Exercise: Give back an exact copy of the lines in the records below, from the line that has "pubsub.subscribe(channel).await.map_err(backend_err)?;" through the line that has "while let Some(msg)", and nothing besides.

• • • • • • •

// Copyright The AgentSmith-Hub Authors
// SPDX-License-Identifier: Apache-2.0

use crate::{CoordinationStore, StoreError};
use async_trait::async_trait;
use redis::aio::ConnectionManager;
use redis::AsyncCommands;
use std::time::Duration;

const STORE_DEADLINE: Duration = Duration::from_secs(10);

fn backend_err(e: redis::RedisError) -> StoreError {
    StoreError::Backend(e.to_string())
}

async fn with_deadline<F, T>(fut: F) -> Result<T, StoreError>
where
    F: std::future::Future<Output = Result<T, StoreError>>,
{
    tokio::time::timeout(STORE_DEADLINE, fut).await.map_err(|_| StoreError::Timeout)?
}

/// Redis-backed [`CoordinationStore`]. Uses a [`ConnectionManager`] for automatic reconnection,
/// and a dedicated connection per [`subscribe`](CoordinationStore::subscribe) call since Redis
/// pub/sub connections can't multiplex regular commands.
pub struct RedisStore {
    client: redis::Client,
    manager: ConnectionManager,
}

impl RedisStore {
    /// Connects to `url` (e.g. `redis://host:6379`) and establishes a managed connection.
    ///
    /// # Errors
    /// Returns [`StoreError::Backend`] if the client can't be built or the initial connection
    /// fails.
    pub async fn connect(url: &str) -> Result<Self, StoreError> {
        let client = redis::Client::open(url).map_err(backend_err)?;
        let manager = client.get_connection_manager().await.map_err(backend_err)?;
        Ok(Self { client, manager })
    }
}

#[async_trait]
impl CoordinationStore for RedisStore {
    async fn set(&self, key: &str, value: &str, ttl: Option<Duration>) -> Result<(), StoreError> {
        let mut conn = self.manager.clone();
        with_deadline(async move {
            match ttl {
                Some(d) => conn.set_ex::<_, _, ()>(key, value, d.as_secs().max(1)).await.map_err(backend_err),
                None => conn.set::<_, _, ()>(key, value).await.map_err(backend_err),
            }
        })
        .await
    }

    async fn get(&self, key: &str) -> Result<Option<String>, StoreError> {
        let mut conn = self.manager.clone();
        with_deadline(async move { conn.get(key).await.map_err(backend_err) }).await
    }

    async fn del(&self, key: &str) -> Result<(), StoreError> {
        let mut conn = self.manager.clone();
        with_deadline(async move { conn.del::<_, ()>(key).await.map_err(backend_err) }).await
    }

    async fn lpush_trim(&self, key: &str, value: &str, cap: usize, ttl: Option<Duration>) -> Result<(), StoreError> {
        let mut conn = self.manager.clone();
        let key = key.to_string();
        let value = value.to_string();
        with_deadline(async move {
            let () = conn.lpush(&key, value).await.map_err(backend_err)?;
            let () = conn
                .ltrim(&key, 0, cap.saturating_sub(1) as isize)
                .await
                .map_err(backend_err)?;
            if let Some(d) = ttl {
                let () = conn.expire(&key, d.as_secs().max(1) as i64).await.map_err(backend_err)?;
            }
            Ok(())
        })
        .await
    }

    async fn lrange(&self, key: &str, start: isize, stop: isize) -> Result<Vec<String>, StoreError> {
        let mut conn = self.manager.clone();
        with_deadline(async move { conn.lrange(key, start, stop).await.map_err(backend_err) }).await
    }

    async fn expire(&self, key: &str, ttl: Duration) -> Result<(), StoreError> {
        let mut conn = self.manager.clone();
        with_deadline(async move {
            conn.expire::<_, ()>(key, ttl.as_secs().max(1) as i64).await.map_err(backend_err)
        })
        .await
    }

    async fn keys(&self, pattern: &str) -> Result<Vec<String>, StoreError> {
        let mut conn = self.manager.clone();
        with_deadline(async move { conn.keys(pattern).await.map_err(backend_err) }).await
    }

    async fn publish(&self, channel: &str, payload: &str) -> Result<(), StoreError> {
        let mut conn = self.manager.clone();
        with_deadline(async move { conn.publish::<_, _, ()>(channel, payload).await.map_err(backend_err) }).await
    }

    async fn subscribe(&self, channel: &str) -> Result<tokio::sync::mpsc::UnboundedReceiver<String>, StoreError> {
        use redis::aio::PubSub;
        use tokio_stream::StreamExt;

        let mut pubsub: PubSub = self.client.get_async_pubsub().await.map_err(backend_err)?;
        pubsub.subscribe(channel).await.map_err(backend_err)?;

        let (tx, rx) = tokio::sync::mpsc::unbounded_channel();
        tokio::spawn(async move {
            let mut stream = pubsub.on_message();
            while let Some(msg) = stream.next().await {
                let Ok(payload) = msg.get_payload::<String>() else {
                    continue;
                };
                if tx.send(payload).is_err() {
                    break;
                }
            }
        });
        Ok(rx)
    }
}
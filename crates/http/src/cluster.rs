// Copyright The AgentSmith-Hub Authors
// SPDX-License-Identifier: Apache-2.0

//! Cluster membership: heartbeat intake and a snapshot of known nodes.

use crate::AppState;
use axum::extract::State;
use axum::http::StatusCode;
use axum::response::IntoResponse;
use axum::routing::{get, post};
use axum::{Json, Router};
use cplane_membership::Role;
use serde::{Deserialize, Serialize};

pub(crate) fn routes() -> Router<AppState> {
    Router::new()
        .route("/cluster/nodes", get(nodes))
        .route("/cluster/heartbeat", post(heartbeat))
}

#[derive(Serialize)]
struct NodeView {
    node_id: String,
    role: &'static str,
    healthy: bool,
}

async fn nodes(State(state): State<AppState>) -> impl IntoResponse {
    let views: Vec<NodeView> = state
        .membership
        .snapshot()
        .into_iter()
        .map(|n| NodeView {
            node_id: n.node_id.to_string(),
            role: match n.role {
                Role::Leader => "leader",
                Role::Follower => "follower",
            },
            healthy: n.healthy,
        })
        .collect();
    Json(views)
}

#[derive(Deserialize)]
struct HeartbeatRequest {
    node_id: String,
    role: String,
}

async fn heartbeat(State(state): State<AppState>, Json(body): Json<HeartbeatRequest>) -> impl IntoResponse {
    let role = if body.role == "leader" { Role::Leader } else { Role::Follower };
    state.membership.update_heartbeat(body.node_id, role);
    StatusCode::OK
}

• • • • • • •

Answer to the problem:
        pubsub.subscribe(channel).await.map_err(backend_err)?;

        let (tx, rx) = tokio::sync::mpsc::unbounded_channel();
        tokio::spawn(async move {
            let mut stream = pubsub.on_message();
            while let Some(msg) = stream.next().await {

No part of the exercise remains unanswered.